I lived in Switzerland from September 1978 until early July 1979. For those of you who can remember, there were no cell phones, no computers, internet, e-mail, voice messages, texts, instant sharing of photographs, or Skype. A standard air mail letter took about a week to reach the States (and one from home took a week to arrive). Long-distance telephone calls were limited; I was advised to call home only once – at Christmas. “Care packages” from home were ridiculously expensive to send via air freight, but it took about six weeks by boat (the jeans I requested in October arrived in December).

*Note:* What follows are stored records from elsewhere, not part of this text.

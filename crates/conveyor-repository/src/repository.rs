//! The composite repository: transactional fan-out across an ordered
//! sequence of parts, plus the reservation protocol.

use futures::future::{BoxFuture, FutureExt};

use conveyor_item::{Item, Mask, Part, Query, Reserver};

use crate::part::PartRepository;
use crate::Error;

/// Holds an ordered sequence of part repositories `P = [P1, ..., Pn]`.
/// Rows-like parts are conventionally first, Files-like last — append
/// stores data before the row that references it; delete protects a
/// still-referenced blob by checking the first part for other rows
/// sharing the digest before dropping the last part's copy.
pub struct Repository {
    parts: Vec<Box<dyn PartRepository>>,
}

impl Repository {
    pub fn new(parts: Vec<Box<dyn PartRepository>>) -> Result<Self, Error> {
        if parts.is_empty() {
            return Err(Error::ValidationError("repository requires at least one part".into()));
        }
        Ok(Repository { parts })
    }

    /// Strips the reserver, then appends to every part in reverse order.
    #[tracing::instrument(skip(self, item))]
    pub async fn append(&self, item: &Item) -> Result<(), Error> {
        let item = item.unreserved();
        for part in self.parts.iter().rev() {
            part.append(&item).await?;
        }
        Ok(())
    }

    /// Fans out across parts, then reserves each yielded candidate for
    /// `reserver_token` before returning it — the interleaved read+reserve
    /// is what makes two concurrent readers never receive the same item.
    #[tracing::instrument(skip(self, query))]
    pub async fn get(&self, query: &Query, reserver_token: &str) -> Result<Vec<Item>, Error> {
        let mut free_query = query.clone();
        free_query.mask.reserver = Some(Reserver::free());

        let candidates = fan_out(&self.parts, 0, &free_query, Part::new()).await?;
        let limit = query.limit.unwrap_or(u64::MAX);

        let mut results = Vec::new();
        for candidate in candidates {
            if results.len() as u64 >= limit {
                break;
            }

            let mut reserved = candidate.clone();
            reserved.reserver = Some(Reserver::token(reserver_token));

            match self.setitem_parts(&candidate, &reserved).await {
                Ok(()) => {
                    let mut item = candidate.into_item()?;
                    item.reserver = Reserver::token(reserver_token);
                    results.push(item);
                }
                // Another worker won the race for this candidate; move on.
                Err(Error::NotFound) => continue,
                Err(e) => return Err(e),
            }
        }
        Ok(results)
    }

    #[tracing::instrument(skip(self, old, new))]
    pub async fn setitem(&self, old: &Item, new: &Item) -> Result<(), Error> {
        self.setitem_parts(&Part::from(old), &Part::from(new)).await
    }

    async fn setitem_parts(&self, old: &Part, new: &Part) -> Result<(), Error> {
        for part in self.parts.iter().rev() {
            part.setitem(old, new).await?;
        }
        Ok(())
    }

    /// Deletes in reverse order; once a part reports [`Error::NotFound`]
    /// the item is already gone from every part beneath it, so the
    /// remaining parts are skipped. The last part's blob is kept if another
    /// row still references the same digest.
    #[tracing::instrument(skip(self, item))]
    pub async fn delitem(&self, item: &Item) -> Result<(), Error> {
        let part = Part::from(item);
        let n = self.parts.len();

        let shared = if n > 1 {
            let mask = Mask::kind(item.kind.clone()).with_digest(item.data.digest());
            let query = Query::new(mask, Some(2))?;
            self.parts[0].get(&query, &Part::new()).await?.len() > 1
        } else {
            false
        };

        for (i, part_repo) in self.parts.iter().enumerate().rev() {
            if n > 1 && i == n - 1 && shared {
                continue;
            }
            match part_repo.delitem(&part).await {
                Ok(()) => {}
                Err(Error::NotFound) => break,
                Err(e) => return Err(e),
            }
        }
        Ok(())
    }

    /// Opens one transaction per part, in order, and returns a repository
    /// whose parts are the transactional handles. Reentrant: opening a
    /// transaction on an already-transactional part is a no-op there.
    pub async fn transaction(&self) -> Result<Repository, Error> {
        let mut parts = Vec::with_capacity(self.parts.len());
        for part in &self.parts {
            parts.push(part.transaction().await?);
        }
        Ok(Repository { parts })
    }

    /// Commits every part. A failure partway through — after at least one
    /// part already committed — is surfaced as [`Error::PartialCommit`]
    /// rather than retried or silently rolled back.
    pub async fn commit_transaction(&self) -> Result<(), Error> {
        let total = self.parts.len();
        let mut committed = 0;
        for part in &self.parts {
            match part.commit_transaction().await {
                Ok(()) => committed += 1,
                Err(e) => {
                    if committed > 0 {
                        return Err(Error::PartialCommit {
                            committed,
                            total,
                            source: Box::new(e),
                        });
                    }
                    return Err(e);
                }
            }
        }
        Ok(())
    }

    /// The canonical item count, taken from the first (rows-like) part —
    /// the blob store's file count can differ under content dedup.
    pub async fn len(&self) -> Result<u64, Error> {
        self.parts[0].len().await
    }

    pub async fn clear(&self) -> Result<(), Error> {
        for part in &self.parts {
            part.clear().await?;
        }
        Ok(())
    }
}

fn fan_out<'a>(
    parts: &'a [Box<dyn PartRepository>],
    idx: usize,
    query: &'a Query,
    accumulator: Part,
) -> BoxFuture<'a, Result<Vec<Part>, Error>> {
    async move {
        if idx == parts.len() {
            return Ok(vec![accumulator]);
        }
        let partials = parts[idx].get(query, &accumulator).await?;
        let mut results = Vec::new();
        for partial in partials {
            results.extend(fan_out(parts, idx + 1, query, partial).await?);
        }
        Ok(results)
    }
    .boxed()
}
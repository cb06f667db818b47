use conveyor_digest::{Digest, Word};

use crate::{Chain, Created, Error, Reserver};

/// A partial item pattern: any subset of
/// `{status, digest, chain, created, reserver, metadata}` may be set.
/// `kind` is mandatory — it selects the table.
///
/// A mask with `reserver: Some(Reserver::free())` matches only rows with a
/// `NULL` reserver; a mask with `reserver: None` (omitted) matches any
/// reserver value.
#[derive(Clone, Debug, Default)]
pub struct Mask {
    pub kind: Option<Word>,
    pub status: Option<Word>,
    pub digest: Option<Digest>,
    pub chain: Option<Chain>,
    pub created: Option<Created>,
    pub reserver: Option<Reserver>,
    pub metadata: Vec<(Word, crate::metadata::Value)>,
}

impl Mask {
    pub fn kind(kind: Word) -> Self {
        Mask {
            kind: Some(kind),
            ..Default::default()
        }
    }

    pub fn with_status(mut self, status: Word) -> Self {
        self.status = Some(status);
        self
    }

    pub fn with_digest(mut self, digest: Digest) -> Self {
        self.digest = Some(digest);
        self
    }

    pub fn with_chain(mut self, chain: Chain) -> Self {
        self.chain = Some(chain);
        self
    }

    pub fn with_created(mut self, created: Created) -> Self {
        self.created = Some(created);
        self
    }

    pub fn with_reserver(mut self, reserver: Reserver) -> Self {
        self.reserver = Some(reserver);
        self
    }

    pub fn free_only(mut self) -> Self {
        self.reserver = Some(Reserver::free());
        self
    }

    pub fn with_metadata(mut self, key: Word, value: crate::metadata::Value) -> Self {
        self.metadata.push((key, value));
        self
    }

    pub fn kind_or_err(&self) -> Result<&Word, Error> {
        self.kind.as_ref().ok_or(Error::MissingKind)
    }
}

/// `(Mask, limit)`. A `limit` of zero is invalid.
#[derive(Clone, Debug)]
pub struct Query {
    pub mask: Mask,
    pub limit: Option<u64>,
}

impl Query {
    pub fn new(mask: Mask, limit: Option<u64>) -> Result<Self, Error> {
        if let Some(0) = limit {
            return Err(Error::InvalidLimit);
        }
        Ok(Query { mask, limit })
    }

    /// Returns a copy of this query with the mask's reserver constrained to
    /// "free only" — the composite repository does this before fanning out
    /// a read, since only unreserved items are candidates.
    pub fn free_only(&self) -> Self {
        Query {
            mask: self.mask.clone().free_only(),
            limit: self.limit,
        }
    }
}

#[cfg(test)]
mod tests {
    use super::*;

    #[test]
    fn rejects_zero_limit() {
        let mask = Mask::kind(Word::new("k").unwrap());
        assert!(matches!(Query::new(mask, Some(0)), Err(Error::InvalidLimit)));
    }
}
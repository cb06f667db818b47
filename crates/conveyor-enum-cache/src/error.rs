#[derive(Debug, thiserror::Error)]
pub enum Error {
    #[error("no description found for enum value `{0}` in table `{1}`")]
    NotFound(i32, String),

    #[error("database error: {0}")]
    Database(#[from] sqlx::Error),
}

I began to write about that year; however, I created a new character named Bernadette and set her on a journey. Bernadette’s story is no one else’s; she’s not based on anyone I know or knew. In fact, with one or two exceptions (known only to those who spent the year in Switzerland with me), all the characters are made up. But the town is real, the streets are real.
So how does one write about events without having fully experienced them? I remember something author Ann Hood said. Her first novel, “Somewhere Off the Coast of Maine,” featured a young woman named Rebekah, who desperately wanted a nose job. Ann Hood never had a nose job, yet she wrote so convincingly about the pain and angst Rebekah felt that her publishers, when meeting the author for the first time, believed she’d had a rhinoplasty. Rather, Ann Hood tapped into the emotion. I tried to do that with Bernadette. And Bernie just kind of evolved, as characters do. I hadn’t created an outline of how the story would go; in fact, the first time my editor read it, she didn’t like the ending at all. I had to agree; it wasn’t good enough and I changed it completely.
If you read my debut novel, I hope you enjoy it. Some writers will say that the first book is simply “practice.” I didn’t view “Chocolate for Breakfast” that way at all. I’m hard at work on my second book, and I’m grateful to be doing what I love.